**TASK BRIEF**
If a line below includes the string "slots", copy it.

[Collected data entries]
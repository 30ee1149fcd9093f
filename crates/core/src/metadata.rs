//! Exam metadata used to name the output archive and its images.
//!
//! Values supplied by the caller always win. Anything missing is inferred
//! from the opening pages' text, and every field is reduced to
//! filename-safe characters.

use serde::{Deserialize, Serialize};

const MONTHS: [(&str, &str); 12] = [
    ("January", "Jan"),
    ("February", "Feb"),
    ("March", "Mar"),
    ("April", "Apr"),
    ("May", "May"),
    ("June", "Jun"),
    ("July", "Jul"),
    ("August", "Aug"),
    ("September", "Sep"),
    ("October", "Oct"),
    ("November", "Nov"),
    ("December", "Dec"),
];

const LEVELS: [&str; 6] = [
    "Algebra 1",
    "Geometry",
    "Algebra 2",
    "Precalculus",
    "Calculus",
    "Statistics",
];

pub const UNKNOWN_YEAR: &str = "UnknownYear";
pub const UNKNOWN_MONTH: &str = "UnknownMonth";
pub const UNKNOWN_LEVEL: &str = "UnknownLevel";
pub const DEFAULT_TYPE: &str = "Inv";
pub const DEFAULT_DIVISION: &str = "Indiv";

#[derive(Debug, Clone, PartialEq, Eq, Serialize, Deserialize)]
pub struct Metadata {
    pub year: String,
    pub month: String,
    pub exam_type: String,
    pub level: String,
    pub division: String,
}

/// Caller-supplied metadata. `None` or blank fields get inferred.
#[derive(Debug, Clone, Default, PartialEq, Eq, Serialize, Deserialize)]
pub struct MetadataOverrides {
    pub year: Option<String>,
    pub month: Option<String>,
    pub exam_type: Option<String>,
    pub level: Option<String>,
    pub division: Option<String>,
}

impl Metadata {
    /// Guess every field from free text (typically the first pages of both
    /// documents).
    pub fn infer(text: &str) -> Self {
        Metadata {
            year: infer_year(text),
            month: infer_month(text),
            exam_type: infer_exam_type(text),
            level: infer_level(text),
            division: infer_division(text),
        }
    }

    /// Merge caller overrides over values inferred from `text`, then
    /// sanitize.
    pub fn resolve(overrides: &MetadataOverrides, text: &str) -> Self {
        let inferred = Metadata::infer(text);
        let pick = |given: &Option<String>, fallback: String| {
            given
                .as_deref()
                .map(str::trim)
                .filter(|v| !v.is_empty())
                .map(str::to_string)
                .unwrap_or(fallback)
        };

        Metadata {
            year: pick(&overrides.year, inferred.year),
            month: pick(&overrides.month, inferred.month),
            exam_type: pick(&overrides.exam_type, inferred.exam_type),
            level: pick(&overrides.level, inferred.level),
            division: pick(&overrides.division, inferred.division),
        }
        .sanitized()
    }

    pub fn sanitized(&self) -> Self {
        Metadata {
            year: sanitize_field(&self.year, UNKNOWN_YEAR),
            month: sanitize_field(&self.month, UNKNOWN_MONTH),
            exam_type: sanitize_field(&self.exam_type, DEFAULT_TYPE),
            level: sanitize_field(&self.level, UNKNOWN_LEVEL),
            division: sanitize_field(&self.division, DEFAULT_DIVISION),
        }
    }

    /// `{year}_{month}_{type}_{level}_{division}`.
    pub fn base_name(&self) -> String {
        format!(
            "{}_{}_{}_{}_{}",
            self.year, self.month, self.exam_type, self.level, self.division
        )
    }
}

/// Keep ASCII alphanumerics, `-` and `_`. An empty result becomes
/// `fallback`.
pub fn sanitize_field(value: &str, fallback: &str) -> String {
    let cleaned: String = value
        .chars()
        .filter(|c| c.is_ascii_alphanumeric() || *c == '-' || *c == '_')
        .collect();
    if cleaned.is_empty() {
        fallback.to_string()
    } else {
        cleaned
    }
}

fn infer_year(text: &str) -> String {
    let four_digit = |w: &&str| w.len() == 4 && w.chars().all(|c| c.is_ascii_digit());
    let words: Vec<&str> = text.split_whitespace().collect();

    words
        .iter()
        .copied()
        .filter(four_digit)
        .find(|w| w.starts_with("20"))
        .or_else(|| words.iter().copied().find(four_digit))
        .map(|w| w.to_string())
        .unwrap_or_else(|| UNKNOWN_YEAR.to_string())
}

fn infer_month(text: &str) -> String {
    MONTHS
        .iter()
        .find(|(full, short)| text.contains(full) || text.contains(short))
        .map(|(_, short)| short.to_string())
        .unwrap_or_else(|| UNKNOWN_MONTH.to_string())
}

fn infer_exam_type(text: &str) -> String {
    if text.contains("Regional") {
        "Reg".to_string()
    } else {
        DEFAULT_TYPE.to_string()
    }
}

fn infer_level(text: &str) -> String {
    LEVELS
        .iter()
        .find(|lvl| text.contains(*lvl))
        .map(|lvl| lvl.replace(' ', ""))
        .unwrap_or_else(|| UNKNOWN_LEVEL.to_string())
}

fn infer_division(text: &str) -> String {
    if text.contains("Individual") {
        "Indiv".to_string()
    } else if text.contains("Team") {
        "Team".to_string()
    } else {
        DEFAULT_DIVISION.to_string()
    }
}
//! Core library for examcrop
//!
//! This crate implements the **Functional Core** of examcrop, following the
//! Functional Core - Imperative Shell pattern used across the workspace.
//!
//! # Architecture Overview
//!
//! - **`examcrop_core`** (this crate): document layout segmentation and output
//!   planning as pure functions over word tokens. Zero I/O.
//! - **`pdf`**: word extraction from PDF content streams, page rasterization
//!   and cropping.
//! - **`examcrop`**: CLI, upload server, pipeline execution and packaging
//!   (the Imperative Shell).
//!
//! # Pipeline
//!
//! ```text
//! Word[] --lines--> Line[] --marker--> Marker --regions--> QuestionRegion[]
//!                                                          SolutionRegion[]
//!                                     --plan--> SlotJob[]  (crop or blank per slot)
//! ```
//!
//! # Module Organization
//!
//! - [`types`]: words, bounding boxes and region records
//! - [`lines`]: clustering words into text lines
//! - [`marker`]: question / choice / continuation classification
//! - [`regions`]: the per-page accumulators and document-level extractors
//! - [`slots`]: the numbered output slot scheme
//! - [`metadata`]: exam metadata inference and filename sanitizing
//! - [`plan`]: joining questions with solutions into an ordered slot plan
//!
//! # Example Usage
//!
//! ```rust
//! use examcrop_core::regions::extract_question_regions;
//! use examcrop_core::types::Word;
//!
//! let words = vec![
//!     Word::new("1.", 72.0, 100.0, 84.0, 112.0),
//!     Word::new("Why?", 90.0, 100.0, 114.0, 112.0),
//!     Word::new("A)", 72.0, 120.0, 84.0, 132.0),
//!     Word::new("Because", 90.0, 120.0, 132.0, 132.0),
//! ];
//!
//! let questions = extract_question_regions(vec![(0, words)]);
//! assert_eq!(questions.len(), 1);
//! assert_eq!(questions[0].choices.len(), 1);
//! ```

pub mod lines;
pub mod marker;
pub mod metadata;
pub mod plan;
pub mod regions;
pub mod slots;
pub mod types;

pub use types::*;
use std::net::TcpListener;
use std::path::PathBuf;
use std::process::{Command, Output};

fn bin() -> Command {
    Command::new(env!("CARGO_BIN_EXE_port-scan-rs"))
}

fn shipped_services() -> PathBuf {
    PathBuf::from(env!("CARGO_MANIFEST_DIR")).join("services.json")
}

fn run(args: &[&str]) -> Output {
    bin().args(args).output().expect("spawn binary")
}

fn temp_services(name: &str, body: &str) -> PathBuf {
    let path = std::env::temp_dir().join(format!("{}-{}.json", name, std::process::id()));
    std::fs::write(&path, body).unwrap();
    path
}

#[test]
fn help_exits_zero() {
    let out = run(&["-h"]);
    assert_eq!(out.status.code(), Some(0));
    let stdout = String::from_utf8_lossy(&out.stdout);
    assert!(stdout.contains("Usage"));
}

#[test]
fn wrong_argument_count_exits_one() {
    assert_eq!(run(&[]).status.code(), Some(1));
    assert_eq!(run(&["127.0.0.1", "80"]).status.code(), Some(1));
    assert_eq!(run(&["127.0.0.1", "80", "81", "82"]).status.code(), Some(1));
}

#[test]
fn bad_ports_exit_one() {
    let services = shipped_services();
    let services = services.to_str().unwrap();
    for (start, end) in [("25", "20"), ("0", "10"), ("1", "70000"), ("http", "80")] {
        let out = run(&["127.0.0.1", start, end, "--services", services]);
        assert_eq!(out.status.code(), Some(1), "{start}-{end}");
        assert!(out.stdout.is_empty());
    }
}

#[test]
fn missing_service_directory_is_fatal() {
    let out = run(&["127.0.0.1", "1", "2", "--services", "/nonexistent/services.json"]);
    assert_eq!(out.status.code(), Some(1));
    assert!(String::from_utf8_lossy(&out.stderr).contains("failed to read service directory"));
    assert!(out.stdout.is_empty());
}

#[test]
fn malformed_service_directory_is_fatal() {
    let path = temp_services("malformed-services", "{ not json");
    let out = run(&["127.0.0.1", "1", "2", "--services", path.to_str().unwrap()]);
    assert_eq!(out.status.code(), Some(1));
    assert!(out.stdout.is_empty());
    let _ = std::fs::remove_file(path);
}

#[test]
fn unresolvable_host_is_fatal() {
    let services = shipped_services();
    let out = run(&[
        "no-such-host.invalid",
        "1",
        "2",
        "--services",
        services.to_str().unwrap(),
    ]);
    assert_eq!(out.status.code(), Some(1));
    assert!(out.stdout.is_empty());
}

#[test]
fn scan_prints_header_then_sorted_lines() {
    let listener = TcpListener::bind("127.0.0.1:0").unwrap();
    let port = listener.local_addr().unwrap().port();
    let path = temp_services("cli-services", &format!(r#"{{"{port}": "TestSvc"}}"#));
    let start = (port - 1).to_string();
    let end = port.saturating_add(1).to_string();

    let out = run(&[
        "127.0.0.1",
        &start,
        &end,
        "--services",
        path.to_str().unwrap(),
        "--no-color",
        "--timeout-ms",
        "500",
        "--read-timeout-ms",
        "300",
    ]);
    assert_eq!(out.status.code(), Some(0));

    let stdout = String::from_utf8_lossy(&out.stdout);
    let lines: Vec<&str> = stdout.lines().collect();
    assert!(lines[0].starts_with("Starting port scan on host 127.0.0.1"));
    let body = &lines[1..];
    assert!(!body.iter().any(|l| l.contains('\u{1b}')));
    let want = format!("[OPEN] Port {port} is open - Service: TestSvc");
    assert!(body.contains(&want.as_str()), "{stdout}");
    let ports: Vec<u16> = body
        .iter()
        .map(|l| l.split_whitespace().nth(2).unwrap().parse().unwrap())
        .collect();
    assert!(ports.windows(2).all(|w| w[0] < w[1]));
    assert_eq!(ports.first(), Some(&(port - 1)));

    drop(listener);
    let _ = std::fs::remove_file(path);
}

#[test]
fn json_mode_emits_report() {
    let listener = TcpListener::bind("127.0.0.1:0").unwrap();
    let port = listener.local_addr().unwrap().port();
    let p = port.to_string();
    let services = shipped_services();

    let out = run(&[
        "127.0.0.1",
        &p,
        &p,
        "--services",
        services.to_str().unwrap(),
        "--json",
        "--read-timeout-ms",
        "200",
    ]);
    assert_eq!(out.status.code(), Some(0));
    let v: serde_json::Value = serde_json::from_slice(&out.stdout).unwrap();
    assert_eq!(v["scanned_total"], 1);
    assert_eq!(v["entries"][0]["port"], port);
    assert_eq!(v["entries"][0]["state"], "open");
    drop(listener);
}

**WRITTEN RESPONSE**
//! - [`slots`]: the numbered output slot scheme
pub mod slots;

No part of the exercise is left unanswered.